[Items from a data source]
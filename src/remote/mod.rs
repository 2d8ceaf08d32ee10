//! The remote-video metadata fetcher collaborator. Out of scope per the
//! specification ("referenced only by interface"); this module defines the
//! interface, a hostname allow-list for recognizing supported providers,
//! and a real YouTube implementation behind it.

mod youtube;

use async_trait::async_trait;
pub use youtube::YouTubeFetcher;

/// Metadata resolved for a remote video URL.
#[derive(Debug, Clone, PartialEq)]
pub struct RemoteVideoDetails {
    pub title: String,
    pub length_seconds: f64,
}

#[derive(Debug, thiserror::Error)]
pub enum FetchError {
    #[error("request failed: {0}")]
    Request(String),
    #[error("could not parse video metadata: {0}")]
    Parse(String),
}

/// Resolves a `video_url` to `{title, length_seconds}`. Only one provider
/// is recognized in v1 (§6); the registry in [`is_supported_host`] is where
/// a second provider would be added.
#[async_trait]
pub trait RemoteFetcher: Send + Sync {
    async fn fetch(&self, video_url: &str) -> Result<RemoteVideoDetails, FetchError>;
}

/// True if `video_url`'s host is on the configured allow-list.
pub fn is_supported_host(video_url: &str, allowed_hosts: &[String]) -> bool {
    let Ok(parsed) = url::Url::parse(video_url) else {
        return false;
    };
    match parsed.host_str() {
        Some(host) => allowed_hosts.iter().any(|allowed| allowed == host),
        None => false,
    }
}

Task item —
Gather each line in these records that contains the string "parsed".

Solution below —
    let Ok(parsed) = url::Url::parse(video_url) else {
    match parsed.host_str() {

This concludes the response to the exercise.